- What is expected
Return the listing word for word, as given.

··· Extracted information

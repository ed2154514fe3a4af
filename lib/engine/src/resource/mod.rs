//! Identity contract shared by every provisionable resource kind.

pub mod template;

use crate::Error;
use provisioning_prelude::MessageTemplate;

/// Capabilities the provisioning api relies on, whatever the kind of resource.
pub trait Provisionable: Sized {
    /// Constant tag of the resource kind, used in logs and error messages.
    fn resource_type(&self) -> &'static str;

    /// Natural key of the resource within its kind.
    fn resource_id(&self) -> &str;

    /// Checks the resource and returns its normalized form, ready to be stored.
    fn validate(self) -> Result<Self, Error>;
}

/// Closed set of the resource kinds that can be provisioned.
#[derive(Clone, Debug, PartialEq, Eq)]
pub enum Resource {
    Template(MessageTemplate),
}

impl From<MessageTemplate> for Resource {
    fn from(value: MessageTemplate) -> Self {
        Self::Template(value)
    }
}

impl Provisionable for Resource {
    fn resource_type(&self) -> &'static str {
        match self {
            Self::Template(inner) => inner.resource_type(),
        }
    }

    fn resource_id(&self) -> &str {
        match self {
            Self::Template(inner) => inner.resource_id(),
        }
    }

    fn validate(self) -> Result<Self, Error> {
        match self {
            Self::Template(inner) => inner.validate().map(Self::Template),
        }
    }
}

/// Validates a resource before it gets handed to a store.
pub fn provision<R: Provisionable>(resource: R) -> Result<R, Error> {
    let resource_type = resource.resource_type();
    let resource_id = resource.resource_id().to_owned();
    match resource.validate() {
        Ok(found) => {
            tracing::debug!(resource_type, %resource_id, "resource validated");
            Ok(found)
        }
        Err(err) => {
            metrics::counter!("resource_validation_error", "resource_type" => resource_type)
                .increment(1);
            tracing::debug!(resource_type, %resource_id, "resource rejected: {err}");
            Err(err)
        }
    }
}

#[cfg(test)]
mod tests {
    use super::{provision, Provisionable, Resource};
    use crate::Error;
    use provisioning_prelude::MessageTemplate;

    #[test]
    fn resource_should_delegate_identity() {
        let resource = Resource::from(MessageTemplate::new("welcome", "Hello"));
        assert_eq!(resource.resource_type(), "template");
        assert_eq!(resource.resource_id(), "welcome");
    }

    #[test]
    fn resource_should_delegate_validation() {
        let resource = Resource::from(MessageTemplate::new("welcome", "Hello"))
            .validate()
            .unwrap();
        assert_eq!(
            resource,
            Resource::Template(MessageTemplate::new(
                "welcome",
                "{{ define \"welcome\" }}\n  Hello\n{{ end }}"
            ))
        );
    }

    #[test]
    fn provision_should_return_normalized_resource() {
        let found = provision(MessageTemplate::new("x", "  {{ define \"x\" }}body{{ end }}\n"))
            .unwrap();
        assert_eq!(found.template, "{{ define \"x\" }}body{{ end }}");
    }

    #[test]
    fn provision_should_forward_errors() {
        let err = provision(Resource::from(MessageTemplate::new("", "Hello"))).unwrap_err();
        assert!(matches!(err, Error::InvalidResource(_)));
    }
}
use metrics_exporter_prometheus::{BuildError, PrometheusBuilder, PrometheusHandle};
use provisioning_engine::store::Store;
use std::net::{IpAddr, Ipv4Addr, SocketAddr};
use std::sync::Arc;
use tokio::net::TcpListener;

#[derive(Debug, thiserror::Error)]
pub enum Error {
    #[error("unable to load configuration: {0}")]
    Configuration(#[from] config::ConfigError),
    #[error("unable to install prometheus recorder: {0}")]
    Metrics(#[from] BuildError),
    #[error("unable to serialize openapi definition: {0}")]
    OpenApi(#[from] serde_json::Error),
    #[error("server io error: {0}")]
    Io(#[from] std::io::Error),
}

#[derive(Clone, Debug, serde::Deserialize)]
pub struct Configuration {
    #[serde(default = "Configuration::default_host")]
    pub host: IpAddr,
    #[serde(default = "Configuration::default_port")]
    pub port: u16,
    //
    #[serde(default)]
    pub tracing: crate::service::tracing::Configuration,
    #[serde(default)]
    pub store: provisioning_engine::store::Config,
}

impl Default for Configuration {
    fn default() -> Self {
        Self {
            host: Self::default_host(),
            port: Self::default_port(),
            tracing: Default::default(),
            store: Default::default(),
        }
    }
}

impl Configuration {
    fn default_host() -> IpAddr {
        IpAddr::V4(Ipv4Addr::new(127, 0, 0, 1))
    }

    fn default_port() -> u16 {
        3000
    }

    fn address(&self) -> SocketAddr {
        SocketAddr::from((self.host, self.port))
    }

    pub fn from_path(path: &str) -> Result<Self, Error> {
        tracing::debug!("loading configuration from {path}");
        config::Config::builder()
            .add_source(config::File::with_name(path).required(false))
            .add_source(config::Environment::with_prefix("PROVISIONING").separator("__"))
            .build()?
            .try_deserialize()
            .map_err(Error::from)
    }
}

pub struct Server {
    socket_address: SocketAddr,
    tracing: crate::service::tracing::Configuration,
    store: Store,
    prometheus_handle: PrometheusHandle,
}

impl Server {
    pub fn new(
        socket_address: SocketAddr,
        tracing: crate::service::tracing::Configuration,
        store: Store,
        prometheus_handle: PrometheusHandle,
    ) -> Self {
        Self {
            socket_address,
            tracing,
            store,
            prometheus_handle,
        }
    }

    pub fn from_config(config: Configuration) -> Result<Self, Error> {
        let prometheus_handle = PrometheusBuilder::new().install_recorder()?;
        Ok(Self::new(
            config.address(),
            config.tracing,
            Store::from(config.store),
            prometheus_handle,
        ))
    }

    pub fn app(self) -> axum::Router {
        use axum::extract::Extension;

        let router = crate::controller::create()
            .layer(Extension(self.store))
            .layer(Extension(Arc::new(self.prometheus_handle)));
        self.tracing.add_layer(router)
    }

    pub async fn run(self) -> Result<(), Error> {
        tracing::info!("starting server on {:?}", self.socket_address);
        let tcp_listener = TcpListener::bind(&self.socket_address).await?;

        axum::serve(tcp_listener, self.app().into_make_service())
            .with_graceful_shutdown(shutdown_signal())
            .await?;
        Ok(())
    }
}

async fn shutdown_signal() {
    let ctrl_c = async {
        if let Err(err) = tokio::signal::ctrl_c().await {
            tracing::error!("failed to install Ctrl+C handler: {err:?}");
            std::future::pending::<()>().await;
        }
    };

    #[cfg(unix)]
    let terminate = async {
        match tokio::signal::unix::signal(tokio::signal::unix::SignalKind::terminate()) {
            Ok(mut signal) => {
                signal.recv().await;
            }
            Err(err) => {
                tracing::error!("failed to install signal handler: {err:?}");
                std::future::pending::<()>().await;
            }
        }
    };

    #[cfg(not(unix))]
    let terminate = std::future::pending::<()>();

    tokio::select! {
        _ = ctrl_c => {},
        _ = terminate => {},
    }

    tracing::info!("signal received, starting graceful shutdown");
}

······

- Solution to the problem
repository ed2154514fe3a4af
filename lib/engine/src/resource/mod.rs
//! Identity contract shared by every provisionable resource kind.

pub mod template;

use crate::Error;
use provisioning_prelude::MessageTemplate;

/// Capabilities the provisioning api relies on, whatever the kind of resource.
pub trait Provisionable: Sized {
    /// Constant tag of the resource kind, used in logs and error messages.
    fn resource_type(&self) -> &'static str;

    /// Natural key of the resource within its kind.
    fn resource_id(&self) -> &str;

    /// Checks the resource and returns its normalized form, ready to be stored.
    fn validate(self) -> Result<Self, Error>;
}

/// Closed set of the resource kinds that can be provisioned.
#[derive(Clone, Debug, PartialEq, Eq)]
pub enum Resource {
    Template(MessageTemplate),
}

impl From<MessageTemplate> for Resource {
    fn from(value: MessageTemplate) -> Self {
        Self::Template(value)
    }
}

impl Provisionable for Resource {
    fn resource_type(&self) -> &'static str {
        match self {
            Self::Template(inner) => inner.resource_type(),
        }
    }

    fn resource_id(&self) -> &str {
        match self {
            Self::Template(inner) => inner.resource_id(),
        }
    }

    fn validate(self) -> Result<Self, Error> {
        match self {
            Self::Template(inner) => inner.validate().map(Self::Template),
        }
    }
}

/// Validates a resource before it gets handed to a store.
pub fn provision<R: Provisionable>(resource: R) -> Result<R, Error> {
    let resource_type = resource.resource_type();
    let resource_id = resource.resource_id().to_owned();
    match resource.validate() {
        Ok(found) => {
            tracing::debug!(resource_type, %resource_id, "resource validated");
            Ok(found)
        }
        Err(err) => {
            metrics::counter!("resource_validation_error", "resource_type" => resource_type)
                .increment(1);
            tracing::debug!(resource_type, %resource_id, "resource rejected: {err}");
            Err(err)
        }
    }
}

#[cfg(test)]
mod tests {
    use super::{provision, Provisionable, Resource};
    use crate::Error;
    use provisioning_prelude::MessageTemplate;

    #[test]
    fn resource_should_delegate_identity() {
        let resource = Resource::from(MessageTemplate::new("welcome", "Hello"));
        assert_eq!(resource.resource_type(), "template");
        assert_eq!(resource.resource_id(), "welcome");
    }

    #[test]
    fn resource_should_delegate_validation() {
        let resource = Resource::from(MessageTemplate::new("welcome", "Hello"))
            .validate()
            .unwrap();
        assert_eq!(
            resource,
            Resource::Template(MessageTemplate::new(
                "welcome",
                "{{ define \"welcome\" }}\n  Hello\n{{ end }}"
            ))
        );
    }

    #[test]
    fn provision_should_return_normalized_resource() {
        let found = provision(MessageTemplate::new("x", "  {{ define \"x\" }}body{{ end }}\n"))
            .unwrap();
        assert_eq!(found.template, "{{ define \"x\" }}body{{ end }}");
    }

    #[test]
    fn provision_should_forward_errors() {
        let err = provision(Resource::from(MessageTemplate::new("", "Hello"))).unwrap_err();
        assert!(matches!(err, Error::InvalidResource(_)));
    }
}
use metrics_exporter_prometheus::{BuildError, PrometheusBuilder, PrometheusHandle};
use provisioning_engine::store::Store;
use std::net::{IpAddr, Ipv4Addr, SocketAddr};
use std::sync::Arc;
use tokio::net::TcpListener;

#[derive(Debug, thiserror::Error)]
pub enum Error {
    #[error("unable to load configuration: {0}")]
    Configuration(#[from] config::ConfigError),
    #[error("unable to install prometheus recorder: {0}")]
    Metrics(#[from] BuildError),
    #[error("unable to serialize openapi definition: {0}")]
    OpenApi(#[from] serde_json::Error),
    #[error("server io error: {0}")]
    Io(#[from] std::io::Error),
}

#[derive(Clone, Debug, serde::Deserialize)]
pub struct Configuration {
    #[serde(default = "Configuration::default_host")]
    pub host: IpAddr,
    #[serde(default = "Configuration::default_port")]
    pub port: u16,
    //
    #[serde(default)]
    pub tracing: crate::service::tracing::Configuration,
    #[serde(default)]
    pub store: provisioning_engine::store::Config,
}

impl Default for Configuration {
    fn default() -> Self {
        Self {
            host: Self::default_host(),
            port: Self::default_port(),
            tracing: Default::default(),
            store: Default::default(),
        }
    }
}

impl Configuration {
    fn default_host() -> IpAddr {
        IpAddr::V4(Ipv4Addr::new(127, 0, 0, 1))
    }

    fn default_port() -> u16 {
        3000
    }

    fn address(&self) -> SocketAddr {
        SocketAddr::from((self.host, self.port))
    }

    pub fn from_path(path: &str) -> Result<Self, Error> {
        tracing::debug!("loading configuration from {path}");
        config::Config::builder()
            .add_source(config::File::with_name(path).required(false))
            .add_source(config::Environment::with_prefix("PROVISIONING").separator("__"))
            .build()?
            .try_deserialize()
            .map_err(Error::from)
    }
}

pub struct Server {
    socket_address: SocketAddr,
    tracing: crate::service::tracing::Configuration,
    store: Store,
    prometheus_handle: PrometheusHandle,
}

impl Server {
    pub fn new(
        socket_address: SocketAddr,
        tracing: crate::service::tracing::Configuration,
        store: Store,
        prometheus_handle: PrometheusHandle,
    ) -> Self {
        Self {
            socket_address,
            tracing,
            store,
            prometheus_handle,
        }
    }

    pub fn from_config(config: Configuration) -> Result<Self, Error> {
        let prometheus_handle = PrometheusBuilder::new().install_recorder()?;
        Ok(Self::new(
            config.address(),
            config.tracing,
            Store::from(config.store),
            prometheus_handle,
        ))
    }

    pub fn app(self) -> axum::Router {
        use axum::extract::Extension;

        let router = crate::controller::create()
            .layer(Extension(self.store))
            .layer(Extension(Arc::new(self.prometheus_handle)));
        self.tracing.add_layer(router)
    }

    pub async fn run(self) -> Result<(), Error> {
        tracing::info!("starting server on {:?}", self.socket_address);
        let tcp_listener = TcpListener::bind(&self.socket_address).await?;

        axum::serve(tcp_listener, self.app().into_make_service())
            .with_graceful_shutdown(shutdown_signal())
            .await?;
        Ok(())
    }
}

async fn shutdown_signal() {
    let ctrl_c = async {
        if let Err(err) = tokio::signal::ctrl_c().await {
            tracing::error!("failed to install Ctrl+C handler: {err:?}");
            std::future::pending::<()>().await;
        }
    };

    #[cfg(unix)]
    let terminate = async {
        match tokio::signal::unix::signal(tokio::signal::unix::SignalKind::terminate()) {
            Ok(mut signal) => {
                signal.recv().await;
            }
            Err(err) => {
                tracing::error!("failed to install signal handler: {err:?}");
                std::future::pending::<()>().await;
            }
        }
    };

    #[cfg(not(unix))]
    let terminate = std::future::pending::<()>();

    tokio::select! {
        _ = ctrl_c => {},
        _ = terminate => {},
    }

    tracing::info!("signal received, starting graceful shutdown");
}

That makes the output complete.